Wag the Dog by Larry Beinhart

wag the dog by larry beinhart Publication year: first published in 1995, with a different title
Genre: (Wikipedia says it’s) Satire
Time and place: mostly US in the 80s
Narrated in: first-person/third-person omniscient
First sentence:He believed that he was Machiavelli incarnate.
Verdict: Had some good bits.

As one of George Bush‘s strategists laid dying, he came up with the ultimate idea to help his boss, then president of the US, gain popularity: he should fake a war. A war that America will win, a victory that will turn the president into a hero worshiped by the masses.

At first everyone thought his suggestion way overboard. And yet the more one thought about it, the more it seemed like it made sense. And after a while, faced with the possibility of not being reelected, Bush Senior decided that they might as well try it.

This is the story of the steps they took to cover up their traces. This is the story of a man (and a woman) looking for the truth.

General impression
Very predictably, I added this book to my to-read list after seeing the movie made after it. What I liked there was the media manipulation bit, the way the war does not actually exist but is in fact a movie presented as actual news footage, and I was interested in discover more about the story. It turns out that, as the author puts it, “the movie is exactly like the book, all they changed was the characters and the plot“.

The movie is about a fictional president and a made-up war. The book is about a real president and a real war. And the very bits I was looking forward to were missing (as the media had no reason to be manipulated into believing a war existed since it was right there and obvious for everyone to see). This being said, it wasn’t a bad book. I have enjoyed it, most of the time. However, at times it seemed to me to drag on for too long, as now and then the author has gone into too much detail. And then there were the footnotes — I generally love footnotes and I have loved Beinhart’s take on them1, but many of them are very politics oriented, details about this or that person, and they failed to hold my interest after a while. It’s not necessarily the book’s fault though; the fact that I am not particularly interested in 80s’ US politics probably didn’t help matters either.

The story develops on two different timelines: a part of the story deals with Bush and his decision to have the movie made, while the other takes place at a later date, after the main characters (a famous actress and the guy she hired to solve the mystery) have noticed there is something fishy going on, a secret that everyone goes to great lengths to hide. The setting then is a mixture between the political world, the movie world, and the workings of being a private investigator. Something I found pretty impressive was the way the book doesn’t seem dated (if we leave aside the fact that the events in it happened many years ago), despite being written almost two decades before.

The author has gone to great lengths (scenes upon scenes unrelated to the main plot) to make his characters stand out from one another.

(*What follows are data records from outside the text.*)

impl SliceDecoder {
  pub fn new() -> Self {
    SliceDecoder {
      zstd: None,
      buffer: Vec::new(),
      offset: 0,
      stream_ended: false,
      header_parsed: false,
      declared_tables: None,
      tables_parsed: 0,
      rows_parsed: 0,
      current_table_name: None,
      error: None,
    }
  }

  /// Allocates the decompression context. Must be called before [`feed`].
  pub fn initialize(&mut self) -> Result<(), SliceWireError> {
    let decoder = zstd::stream::raw::Decoder::new().map_err(|e| SliceWireError::DecodeInit(e.to_string()))?;
    self.zstd = Some(decoder);
    Ok(())
  }

  pub fn error(&self) -> Option<&SliceWireError> {
    self.error.as_ref()
  }

  pub fn is_end_of_stream(&self) -> bool {
    self.stream_ended
  }

  pub fn remaining_bytes(&self) -> usize {
    self.buffer.len() - self.offset
  }

  pub fn rows_parsed(&self) -> u64 {
    self.rows_parsed
  }

  pub fn current_table_name(&self) -> Option<&str> {
    self.current_table_name.as_deref()
  }

  fn poison<T>(&mut self, err: ParseError) -> Result<T, SliceWireError> {
    let wrapped = SliceWireError::Parse(err);
    self.error = Some(wrapped.clone());
    Err(wrapped)
  }

  fn fail_if_poisoned(&self) -> Result<(), SliceWireError> {
    if let Some(err) = &self.error {
      return Err(err.clone());
    }
    Ok(())
  }

  /// Appends compressed bytes, decompressing as much as the internal
  /// scratch buffer allows. Sets `stream_ended` once the ZSTD frame
  /// reports completion.
  pub fn feed(&mut self, compressed: &[u8]) -> Result<(), SliceWireError> {
    self.fail_if_poisoned()?;
    let zstd = self.zstd.as_mut().ok_or_else(|| {
      let err = SliceWireError::DecodeInit("feed() called before initialize()".to_string());
      err
    })?;

    let mut src = InBuffer::around(compressed);
    let mut scratch = vec![0u8; DECOMPRESS_SCRATCH];
    loop {
      let mut dst = OutBuffer::around(&mut scratch);
      let hint = zstd.run(&mut src, &mut dst).map_err(|e| {
        let err = SliceWireError::Decompress(e.to_string());
        self.error = Some(err.clone());
        err
      })?;
      let produced = dst.as_slice().len();
      if produced > 0 {
        self.buffer.extend_from_slice(dst.as_slice());
      }
      if hint == 0 {
        self.stream_ended = true;
        break;
      }
      if src.pos() >= compressed.len() && produced == 0 {
        break;
      }
    }
    Ok(())
  }

  fn unread(&self) -> &[u8] {
    &self.buffer[self.offset..]
  }

  /// Reclaims buffer capacity once consumed bytes cross the threshold, or
  /// the buffer is empty but oversized (§4.1).
  pub fn compact(&mut self) {
    if self.offset >= COMPACT_CONSUMED_THRESHOLD
      || (self.offset == self.buffer.len() && self.buffer.capacity() > COMPACT_CAPACITY_THRESHOLD)
    {
      self.buffer.drain(0..self.offset);
      self.offset = 0;
      if self.buffer.is_empty() {
        self.buffer.shrink_to_fit();
      }
    }
  }

  pub fn parse_slice_header(&mut self) -> Result<HeaderOutcome, SliceWireError> {
    self.fail_if_poisoned()?;
    if self.header_parsed {
      return self.poison(ParseError::HeaderAlreadyParsed);
    }

    let mut sc = Scanner::new(self.unread());
    let slice_id = sc.string(MAX_STRING_LEN)?;
    let version = sc.varint()? as i64;
    let priority = sc.string(MAX_STRING_LEN)?;
    let timestamp = sc.varint()? as i64;
    let number_of_tables = sc.varint()?;

    if sc.needs_more() {
      return Ok(HeaderOutcome::NeedMore);
    }

    if number_of_tables > MAX_TABLES {
      return self.poison(ParseError::TooManyTables(number_of_tables, MAX_TABLES));
    }

    self.offset += sc.consumed();
    self.header_parsed = true;
    self.declared_tables = if number_of_tables == 0 { None } else { Some(number_of_tables) };
    if number_of_tables == 0 {
      log::warn!("slice header declares numberOfTables=0; falling back to read-until-EOF (legacy)");
    }

    Ok(HeaderOutcome::Ok(SliceHeader {
      slice_id,
      version,
      priority,
      timestamp,
      number_of_tables: number_of_tables as i64,
    }))
  }

  pub fn parse_table_header(&mut self) -> Result<TableHeaderOutcome, SliceWireError> {
    self.fail_if_poisoned()?;

    if let Some(declared) = self.declared_tables {
      if self.tables_parsed >= declared {
        return Ok(TableHeaderOutcome::EndOfStream);
      }
    } else if self.stream_ended && self.remaining_bytes() == 0 {
      return Ok(TableHeaderOutcome::EndOfStream);
    }

    if self.remaining_bytes() == 0 {
      if self.stream_ended {
        return Ok(TableHeaderOutcome::EndOfStream);
      }
      return Ok(TableHeaderOutcome::NeedMore);
    }

    let mut sc = Scanner::new(self.unread());
    let table_name = sc.string(MAX_NAME_LEN)?;
    let num_columns = sc.varint()?;

    if sc.needs_more() {
      return Ok(TableHeaderOutcome::NeedMore);
    }

    if table_name.is_empty() {
      return self.poison(ParseError::EmptyTableName);
    }
    if !(MIN_COLUMNS..=MAX_COLUMNS).contains(&num_columns) {
      return self.poison(ParseError::BadColumnCount(num_columns));
    }

    let mut columns = Vec::with_capacity(num_columns as usize);
    for _ in 0..num_columns {
      let col = sc.string(MAX_NAME_LEN)?;
      if sc.needs_more() {
        return Ok(TableHeaderOutcome::NeedMore);
      }
      columns.push(col);
    }

    self.offset += sc.consumed();
    self.tables_parsed += 1;
    if let Some(declared) = self.declared_tables {
      if self.tables_parsed > declared {
        return self.poison(ParseError::TableCountExceeded(declared));
      }
    }
    self.current_table_name = Some(table_name.clone());

    Ok(TableHeaderOutcome::Ok(TableHeader { table_name, columns }))
  }

  pub fn parse_row(&mut self, columns: &[String]) -> Result<RowOutcome, SliceWireError> {
    self.fail_if_poisoned()?;

    if self.remaining_bytes() == 0 {
      return Ok(RowOutcome::NeedMore);
    }

    // Peek the end-of-table sentinel before attempting a row parse.
    if self.unread()[0] == END_OF_TABLE {
      self.offset += 1;
      self.current_table_name = None;
      return Ok(RowOutcome::EndOfTable);
    }

    let mut sc = Scanner::new(self.unread());
    let mut values = Vec::with_capacity(columns.len());
    for _ in 0..columns.len() {
      let field_size = sc.varint()?;
      if sc.needs_more() {
        return Ok(RowOutcome::NeedMore);
      }
      if field_size > MAX_FIELD_SIZE {
        return self.poison(ParseError::OversizedField(field_size, MAX_FIELD_SIZE));
      }
      let field_bytes = sc.bytes(field_size as usize);
      if sc.needs_more() {
        return Ok(RowOutcome::NeedMore);
      }
      let type_tag = match sc.byte() {
        Some(b) => b,
        None => return Ok(RowOutcome::NeedMore),
      };

      let value = if field_size == 0 {
        FieldValue::Null
      } else {
        match type_tag {
          0 => FieldValue::Null,
          1 => {
            if field_bytes.len() != 8 {
              return self.poison(ParseError::BadTypeTag(type_tag));
            }
            let mut b = [0u8; 8];
            b.copy_from_slice(field_bytes);
            FieldValue::Int(i64::from_be_bytes(b))
          }
          2 => {
            if field_bytes.len() != 8 {
              return self.poison(ParseError::BadTypeTag(type_tag));
            }
            let mut b = [0u8; 8];
            b.copy_from_slice(field_bytes);
            FieldValue::Real(f64::from_be_bytes(b))
          }
          3 => match std::str::from_utf8(field_bytes) {
            Ok(s) => FieldValue::Text(s.to_string()),
            Err(_) => return self.poison(ParseError::BadVarint),
          },
          4 => FieldValue::Blob(field_bytes.to_vec()),
          other => return self.poison(ParseError::BadTypeTag(other)),
        }
      };
      values.push(value);
    }

    if sc.needs_more() {
      return Ok(RowOutcome::NeedMore);
    }

    self.offset += sc.consumed();
    self.rows_parsed += 1;
    Ok(RowOutcome::Ok(Row { values }))
  }
}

Each have their quirks, things they enjoy doing, and a past. A great thing to do, in theory; what actually happened was that my interest sort of faded after one too many such unrelated scenes, and I ended up losing track of the details and of who did what. By the end almost all the bad guys were more or less combined in my head. Even now as I write I remember various details about them, but I couldn’t
say exactly who did this or that to save my life.

The exception to the multidimensional rule was the main female character — we get to know very little about her. Maggie is a big movie star, recently divorced. Maggie is not above using her sexuality to her purposes. Yet Maggie does not want to have sex with the hero until later on in the book (although she does come very close to having sex to a fellow actor she may have known even less than she knew Joe). I didn’t quite get what makes her tick (other than her willingness to bend the moral rules at least a little, for her career’s sake), and as such I didn’t care too much about what happened to her.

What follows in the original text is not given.